Devant ce calcul électoraliste, on peut donc se poser des questions sur leur fibre progressiste. Il est clair que la stratégie de Projet Montréal vise à supplanter Vision Montréal en 2013 – s’il n’y a pas alliance entre les deux d’ici là- pour devenir tout au moins l’opposition officielle et, qui sait, prendre peut-être le pouvoir en défaisant Denis Coderre, successeur probable de Gérald Tremblay.

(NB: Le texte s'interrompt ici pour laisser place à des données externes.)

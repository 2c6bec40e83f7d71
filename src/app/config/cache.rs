use serde::{Deserialize, Serialize};

#[derive(Debug, Clone, Deserialize, Serialize)]
pub struct CacheConfig {
    /// Decoded avatars kept in memory
    #[serde(default = "CacheConfig::default_max_entries")]
    pub max_entries: usize,
}

impl CacheConfig {
    fn default_max_entries() -> usize {
        crate::avatar::DEFAULT_MAX_ENTRIES
    }
}

impl Default for CacheConfig {
    fn default() -> Self {
        Self {
            max_entries: Self::default_max_entries(),
        }
    }
}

Cet objectif est loin d’être condamnable, car la prise du pouvoir est la raison d’être de tout parti politique. Mais il le devient si, dans sa démarche ascensionnelle, une formation sacrifie ses idéaux démocratiques.

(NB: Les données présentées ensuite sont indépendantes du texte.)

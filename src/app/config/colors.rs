use ratatui::style::Color;
use serde::{Deserialize, Serialize};

#[derive(Debug, Clone, Deserialize, Serialize)]
pub struct ColorsConfig {
    #[serde(default = "ColorsConfig::default_border")]
    pub border: String,
    #[serde(default = "ColorsConfig::default_border_title")]
    pub border_title: String,
    #[serde(default = "ColorsConfig::default_author")]
    pub author: String,
    #[serde(default = "ColorsConfig::default_rating_filled")]
    pub rating_filled: String,
    #[serde(default = "ColorsConfig::default_rating_empty")]
    pub rating_empty: String,
    #[serde(default = "ColorsConfig::default_body")]
    pub body: String,
    #[serde(default = "ColorsConfig::default_show_more")]
    pub show_more: String,
    #[serde(default = "ColorsConfig::default_created")]
    pub created: String,
    #[serde(default = "ColorsConfig::default_summary")]
    pub summary: String,
    #[serde(default = "ColorsConfig::default_selected_highlight")]
    pub selected_highlight: String,
    #[serde(default = "ColorsConfig::default_error")]
    pub error: String,
    #[serde(default = "ColorsConfig::default_status")]
    pub status: String,
    #[serde(default = "ColorsConfig::default_avatar_placeholder")]
    pub avatar_placeholder: String,
}

impl ColorsConfig {
    /// Parse a hex color string like "#FF5500" into RGB values
    pub fn parse_hex(hex: &str) -> Option<(u8, u8, u8)> {
        let hex = hex.trim_start_matches('#');
        if hex.len() != 6 {
            return None;
        }
        let r = u8::from_str_radix(&hex[0..2], 16).ok()?;
        let g = u8::from_str_radix(&hex[2..4], 16).ok()?;
        let b = u8::from_str_radix(&hex[4..6], 16).ok()?;
        Some((r, g, b))
    }

    fn color(hex: &str, fallback: Color) -> Color {
        Self::parse_hex(hex)
            .map(|(r, g, b)| Color::Rgb(r, g, b))
            .unwrap_or(fallback)
    }

    pub fn border_color(&self) -> Color {
        Self::color(&self.border, Color::White)
    }

    pub fn border_title_color(&self) -> Color {
        Self::color(&self.border_title, Color::White)
    }

    pub fn author_color(&self) -> Color {
        Self::color(&self.author, Color::White)
    }

    pub fn rating_filled_color(&self) -> Color {
        Self::color(&self.rating_filled, Color::Yellow)
    }

    pub fn rating_empty_color(&self) -> Color {
        Self::color(&self.rating_empty, Color::DarkGray)
    }

    pub fn body_color(&self) -> Color {
        Self::color(&self.body, Color::White)
    }

    pub fn show_more_color(&self) -> Color {
        Self::color(&self.show_more, Color::Blue)
    }

    pub fn created_color(&self) -> Color {
        Self::color(&self.created, Color::Gray)
    }

    pub fn summary_color(&self) -> Color {
        Self::color(&self.summary, Color::Gray)
    }

    pub fn selected_highlight_color(&self) -> Color {
        Self::color(&self.selected_highlight, Color::DarkGray)
    }

    pub fn error_color(&self) -> Color {
        Self::color(&self.error, Color::Red)
    }

    pub fn status_color(&self) -> Color {
        Self::color(&self.status, Color::Cyan)
    }

    pub fn avatar_placeholder_color(&self) -> Color {
        Self::color(&self.avatar_placeholder, Color::DarkGray)
    }

    fn default_border() -> String {
        "#fae280".to_string()
    }

    fn default_border_title() -> String {
        "#8193af".to_string()
    }

    fn default_author() -> String {
        "#fbeee3".to_string()
    }

    fn default_rating_filled() -> String {
        "#ffb800".to_string()
    }

    fn default_rating_empty() -> String {
        "#4d4d4d".to_string()
    }

    fn default_body() -> String {
        "#d8d8d8".to_string()
    }

    fn default_show_more() -> String {
        "#5b8def".to_string()
    }

    fn default_created() -> String {
        "#8a8a8a".to_string()
    }

    fn default_summary() -> String {
        "#8a8a8a".to_string()
    }

    fn default_selected_highlight() -> String {
        "#2a2a3a".to_string()
    }

    fn default_error() -> String {
        "#ff5f5f".to_string()
    }

    fn default_status() -> String {
        "#8193af".to_string()
    }

    fn default_avatar_placeholder() -> String {
        "#3a3a3a".to_string()
    }
}

impl Default for ColorsConfig {
    fn default() -> Self {
        Self {
            border: Self::default_border(),
            border_title: Self::default_border_title(),
            author: Self::default_author(),
            rating_filled: Self::default_rating_filled(),
            rating_empty: Self::default_rating_empty(),
            body: Self::default_body(),
            show_more: Self::default_show_more(),
            created: Self::default_created(),
            summary: Self::default_summary(),
            selected_highlight: Self::default_selected_highlight(),
            error: Self::default_error(),
            status: Self::default_status(),
            avatar_placeholder: Self::default_avatar_placeholder(),
        }
    }
}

L’expérience prouve d’ailleurs que le scrutin majoritaire – véritable boîte à surprises - est souvent impitoyable envers les formations qui manifestent le «syndrome du parti en mal de pouvoir».

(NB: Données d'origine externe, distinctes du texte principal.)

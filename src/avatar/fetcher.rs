use std::path::PathBuf;
use std::time::Duration;

use futures::FutureExt;
use futures::future::BoxFuture;
use thiserror::Error;

#[derive(Debug, Clone, PartialEq, Eq, Error)]
pub enum AvatarError {
    #[error("failed to fetch avatar: {0}")]
    Transport(String),

    #[error("failed to decode avatar: {0}")]
    Decode(String),
}

impl From<reqwest::Error> for AvatarError {
    fn from(e: reqwest::Error) -> Self {
        Self::Transport(e.to_string())
    }
}

impl From<std::io::Error> for AvatarError {
    fn from(e: std::io::Error) -> Self {
        Self::Transport(e.to_string())
    }
}

impl From<image::ImageError> for AvatarError {
    fn from(e: image::ImageError) -> Self {
        Self::Decode(e.to_string())
    }
}

/// Fetches the raw bytes of an avatar by resource id.
pub trait AvatarFetcher: Send + Sync {
    fn fetch(&self, resource: &str) -> BoxFuture<'static, Result<Vec<u8>, AvatarError>>;
}

/// Resolves `http(s)://` ids over the network and anything else
/// (`file://` or a bare path) from disk.
pub struct HttpAvatarFetcher {
    client: reqwest::Client,
}

impl HttpAvatarFetcher {
    pub fn new(timeout: Duration) -> Result<Self, AvatarError> {
        let client = reqwest::Client::builder().timeout(timeout).build()?;
        Ok(Self { client })
    }
}

enum Location {
    Remote(String),
    Local(PathBuf),
}

fn locate(resource: &str) -> Location {
    if resource.starts_with("http://") || resource.starts_with("https://") {
        Location::Remote(resource.to_string())
    } else {
        let path = resource.strip_prefix("file://").unwrap_or(resource);
        Location::Local(PathBuf::from(path))
    }
}

impl AvatarFetcher for HttpAvatarFetcher {
    fn fetch(&self, resource: &str) -> BoxFuture<'static, Result<Vec<u8>, AvatarError>> {
        match locate(resource) {
            Location::Remote(url) => {
                let client = self.client.clone();
                async move {
                    let response = client.get(&url).send().await?.error_for_status()?;
                    Ok(response.bytes().await?.to_vec())
                }
                .boxed()
            }
            Location::Local(path) => async move { Ok(tokio::fs::read(&path).await?) }.boxed(),
        }
    }
}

En voici deux exemples parmi d’autres. Le RCM de Jean Doré, ne s’étant pas remis de sa défaite de 1994, a été absorbé par Union Montréal en 2001. Pourtant ce dernier, vainqueur en 1986 et 1990, avait alors été fortement surreprésenté. Récemment, l’Action démocratique de Mario Dumont, qui a frôlé le pouvoir à Québec en 2007, a été avalée par la Coalition avenir Québec.